7. The hybrid vehicle energy management method according to claim 6, characterized in that, The real-time adjustment of the motor and the engine based on the real-time traffic information and the operating stage includes: When the vehicle is in the starting phase, if the priority of the electric motor is determined to be higher than that of the engine, the vehicle is driven by the electric motor and the engine stops running. When the vehicle is accelerating, the electric motor and the engine work together to enable the vehicle to obtain maximum torque; When the vehicle is in the cruising phase, the driving mode of the vehicle is determined based on the real-time traffic information and the remaining battery power. When the real-time road condition information indicates a flat road, the priority of the electric motor drive is higher than that of the engine. When the real-time road condition information indicates an uphill slope, the electric motor and the engine work together. When the real-time road condition information indicates a downhill slope, the vehicle enters the energy recovery mode. When the real-time traffic information indicates a congested road section, the vehicle's driving state is adjusted to electric motor drive; When the real-time traffic information indicates a highway section, the vehicle's driving state is set to engine drive, with the electric motor assisting the vehicle in acceleration and hill climbing.

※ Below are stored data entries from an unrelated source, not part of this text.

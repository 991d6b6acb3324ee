//! Thin HTTP surface over the generator.
//!
//! Exposes a health probe plus per-entity generation endpoints returning
//! freshly generated records as JSON. The service holds no state between
//! requests; every response is a pure function of the request body and the
//! dataset settings.

pub mod error;
pub mod handlers;
pub mod request;

use std::io;

use actix_web::{web, App, HttpServer};
use tracing::info;

use synthhub_core::DatasetSettings;

pub use error::{ApiError, ErrorCode};
pub use request::GenerateRequest;

/// Shared, read-only state for all handlers.
#[derive(Debug, Clone)]
pub struct ApiState {
    pub settings: DatasetSettings,
    /// When set, requests must carry a matching `x-api-key` header.
    pub api_key: Option<String>,
}

impl ApiState {
    pub fn new(settings: DatasetSettings, api_key: Option<String>) -> Self {
        Self { settings, api_key }
    }
}

/// Register all routes on an existing service config. Split out so tests can
/// assemble an app without binding a socket.
pub fn configure(cfg: &mut web::ServiceConfig) {
    cfg.service(handlers::healthz)
        .service(handlers::generate_person)
        .service(handlers::generate_vehicle)
        .service(handlers::generate_profile)
        .service(handlers::generate_bundle);
}

/// Bind and run the HTTP server until it is shut down.
pub async fn serve(state: ApiState, host: &str, port: u16) -> io::Result<()> {
    info!(host, port, "starting api server");
    let data = web::Data::new(state);
    HttpServer::new(move || App::new().app_data(data.clone()).configure(configure))
        .bind((host, port))?
        .run()
        .await
}

/// Blocking entry point for synchronous callers.
pub fn run(state: ApiState, host: &str, port: u16) -> io::Result<()> {
    actix_web::rt::System::new().block_on(serve(state, host, port))
}
use std::collections::HashMap;

use crate::records::{Person, SnapshotBundle, Vehicle, VIN_ALPHABET};

/// Inclusive model-year range accepted by the structural checks.
pub const MODEL_YEAR_RANGE: (i32, i32) = (1980, 2100);

/// Run lightweight structural checks on already-constructed person records.
///
/// Returns `(all_valid, errors)` and never fails; the generator is trusted to
/// produce valid output by construction, so this layer only catches drift in
/// future rule changes.
pub fn validate_person_records(persons: &[Person]) -> (bool, Vec<String>) {
    let mut errors = Vec::new();
    for (index, person) in persons.iter().enumerate() {
        if person.person_id.is_empty() {
            errors.push(format!("Person[{index}] is missing person_id"));
        }
        if person.driver_license_state.len() != 2 {
            errors.push(format!(
                "Person[{index}] driver_license_state must be 2 characters"
            ));
        }
        if person.state.len() != 2 {
            errors.push(format!("Person[{index}] state must be 2 characters"));
        }
        if person.country != "US" {
            errors.push(format!("Person[{index}] country must be 'US' in this scope"));
        }
    }
    (errors.is_empty(), errors)
}

/// Run lightweight structural checks on already-constructed vehicle records.
pub fn validate_vehicle_records(vehicles: &[Vehicle]) -> (bool, Vec<String>) {
    let mut errors = Vec::new();
    for (index, vehicle) in vehicles.iter().enumerate() {
        if vehicle.vehicle_id.is_empty() {
            errors.push(format!("Vehicle[{index}] is missing vehicle_id"));
        }
        if vehicle.vin.len() != 17 {
            errors.push(format!("Vehicle[{index}] vin must be 17 characters"));
        }
        if !vehicle
            .vin
            .bytes()
            .all(|byte| VIN_ALPHABET.contains(&byte))
        {
            errors.push(format!(
                "Vehicle[{index}] vin contains characters outside the governed alphabet"
            ));
        }
        if vehicle.model_year < MODEL_YEAR_RANGE.0 || vehicle.model_year > MODEL_YEAR_RANGE.1 {
            errors.push(format!(
                "Vehicle[{index}] model_year is out of range ({}-{})",
                MODEL_YEAR_RANGE.0, MODEL_YEAR_RANGE.1
            ));
        }
    }
    (errors.is_empty(), errors)
}

/// Cross-entity checks over a full bundle: metadata counts, the one-vehicle
/// per-person shape, and referential coherence.
pub fn validate_bundle(bundle: &SnapshotBundle) -> (bool, Vec<String>) {
    let (_, mut errors) = validate_person_records(&bundle.persons);
    let (_, vehicle_errors) = validate_vehicle_records(&bundle.vehicles);
    errors.extend(vehicle_errors);

    let metadata = &bundle.metadata;
    if metadata.record_count_persons != bundle.persons.len() as u64 {
        errors.push("metadata person count does not match collection length".to_string());
    }
    if metadata.record_count_vehicles != bundle.vehicles.len() as u64 {
        errors.push("metadata vehicle count does not match collection length".to_string());
    }
    if metadata.record_count_profiles != bundle.profiles.len() as u64 {
        errors.push("metadata profile count does not match collection length".to_string());
    }

    let persons: HashMap<&str, &Person> = bundle
        .persons
        .iter()
        .map(|person| (person.person_id.as_str(), person))
        .collect();
    if persons.len() != bundle.persons.len() {
        errors.push("duplicate person_id found in bundle".to_string());
    }

    let mut owners: HashMap<&str, u64> = HashMap::new();
    for (index, vehicle) in bundle.vehicles.iter().enumerate() {
        match persons.get(vehicle.person_id.as_str()) {
            Some(person) => {
                if person.lob_type != vehicle.lob_type {
                    errors.push(format!(
                        "Vehicle[{index}] lob_type does not match its owning person"
                    ));
                }
            }
            None => errors.push(format!(
                "Vehicle[{index}] references person_id absent from the bundle"
            )),
        }
        *owners.entry(vehicle.person_id.as_str()).or_insert(0) += 1;
    }
    for (person_id, count) in owners {
        if count > 1 {
            errors.push(format!("person {person_id} owns {count} vehicles, expected 1"));
        }
    }

    (errors.is_empty(), errors)
}
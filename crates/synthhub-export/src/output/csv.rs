use crate::model::EntityTable;

/// Render an entity table as CSV bytes with the canonical column order.
/// Optional fields serialize as empty strings.
pub fn render_csv(table: &EntityTable) -> Result<Vec<u8>, csv::Error> {
    let mut writer = csv::WriterBuilder::new()
        .has_headers(false)
        .from_writer(Vec::new());

    let header: Vec<&str> = table.columns.iter().map(|col| col.name).collect();
    writer.write_record(&header)?;

    for row in &table.rows {
        let record: Vec<String> = row.iter().map(|cell| cell.to_csv()).collect();
        writer.write_record(&record)?;
    }

    writer.flush()?;
    writer.into_inner().map_err(|err| err.into_error().into())
}
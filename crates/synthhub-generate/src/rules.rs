//! Static reference tables consumed by the generator.
//!
//! These lists are governed data: adding, removing, or reordering entries
//! shifts every downstream draw and is a breaking change to determinism.

use synthhub_core::records::LobType;

pub const FIRST_NAMES: &[&str] = &["Alex", "Jordan", "Taylor", "Casey", "Morgan"];
pub const LAST_NAMES: &[&str] = &["Rivera", "Nguyen", "Patel", "Garcia", "Smith"];

/// Governed western-region state with curated cities and postal range.
#[derive(Debug, Clone, Copy)]
pub struct StateRule {
    pub code: &'static str,
    pub cities: &'static [&'static str],
    /// Inclusive postal-code range for the state.
    pub postal_range: (u32, u32),
}

pub const STATES: &[StateRule] = &[
    StateRule {
        code: "CA",
        cities: &["Sacramento", "Walnut Creek", "Fresno"],
        postal_range: (90_000, 96_199),
    },
    StateRule {
        code: "AZ",
        cities: &["Phoenix", "Tucson", "Mesa"],
        postal_range: (85_000, 86_599),
    },
    StateRule {
        code: "NV",
        cities: &["Las Vegas", "Reno", "Henderson"],
        postal_range: (89_000, 89_899),
    },
    StateRule {
        code: "OR",
        cities: &["Portland", "Salem", "Eugene"],
        postal_range: (97_000, 97_999),
    },
    StateRule {
        code: "WA",
        cities: &["Seattle", "Spokane", "Tacoma"],
        postal_range: (98_000, 99_499),
    },
];

/// Vehicle make with its governed model list.
#[derive(Debug, Clone, Copy)]
pub struct MakeRule {
    pub make: &'static str,
    pub models: &'static [&'static str],
}

pub const MAKES: &[MakeRule] = &[
    MakeRule {
        make: "Toyota",
        models: &["Camry", "Prius"],
    },
    MakeRule {
        make: "Ford",
        models: &["Focus", "Escape"],
    },
    MakeRule {
        make: "Honda",
        models: &["Civic", "CR-V"],
    },
    MakeRule {
        make: "Subaru",
        models: &["Outback", "Forester"],
    },
    MakeRule {
        make: "Chevrolet",
        models: &["Equinox", "Malibu"],
    },
];

/// Inclusive model-year range reflecting late-model fleets.
pub const MODEL_YEAR_RANGE: (i32, i32) = (2008, 2024);

/// Categorical line-of-business weights, Personal-heavy by design.
pub const LOB_WEIGHTS: &[(LobType, f64)] = &[
    (LobType::Personal, 0.70),
    (LobType::Commercial, 0.30),
];

/// Body-style distribution conditioned on the owning person's line of
/// business; commercial accounts skew toward trucks.
pub fn body_style_weights(lob: LobType) -> &'static [(&'static str, f64)] {
    match lob {
        LobType::Personal => &[("Sedan", 0.50), ("SUV", 0.35), ("Truck", 0.15)],
        LobType::Commercial => &[("Truck", 0.55), ("SUV", 0.25), ("Sedan", 0.20)],
    }
}

/// Risk-rating distribution conditioned on the line of business.
pub fn risk_rating_weights(lob: LobType) -> &'static [(&'static str, f64)] {
    match lob {
        LobType::Personal => &[("Low", 0.45), ("Medium", 0.40), ("High", 0.15)],
        LobType::Commercial => &[("Low", 0.20), ("Medium", 0.40), ("High", 0.40)],
    }
}

/// High-level person generation rules, surfaced by the health endpoint and
/// the `plan` CLI subcommand.
pub const PERSON_RULES: &[&str] = &[
    "Use deterministic random seed + UUID identifiers for each person.",
    "Select driver_license_state from the governed western region list (CA/AZ/NV/OR/WA).",
    "Generate postal_code values that stay within curated ranges for each state.",
    "Populate address_line_2 for every third record to validate optional-field logic.",
    "Weight lob_type assignments toward Personal (70%) while keeping Commercial coverage.",
];

/// High-level vehicle generation rules.
pub const VEHICLE_RULES: &[&str] = &[
    "Each Person receives one vehicle to guarantee referential integrity.",
    "VINs are composed of governed characters (17 chars, excluding I/O/Q).",
    "Model years range from 2008 through 2024 to reflect late-model fleets.",
    "Body style + risk rating distributions change with the owning Person's lob_type.",
    "Garaging state/postal code mirror the owning Person's address to keep datasets coherent.",
];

8. An energy management device for a hybrid vehicle, characterized in that, It includes at least one control processor and a memory for communicatively connecting to the at least one control processor; the memory stores instructions executable by the at least one control processor to enable the at least one control processor to perform the hybrid vehicle energy management method as described in any one of claims 1 to 7.
9. An electronic device, characterized in that, Includes the hybrid vehicle energy management device as described in claim 8.
10. A computer-readable storage medium, characterized in that, The computer-readable storage medium stores computer-executable instructions for causing a computer to perform the hybrid vehicle energy management method as described in any one of claims 1 to 7.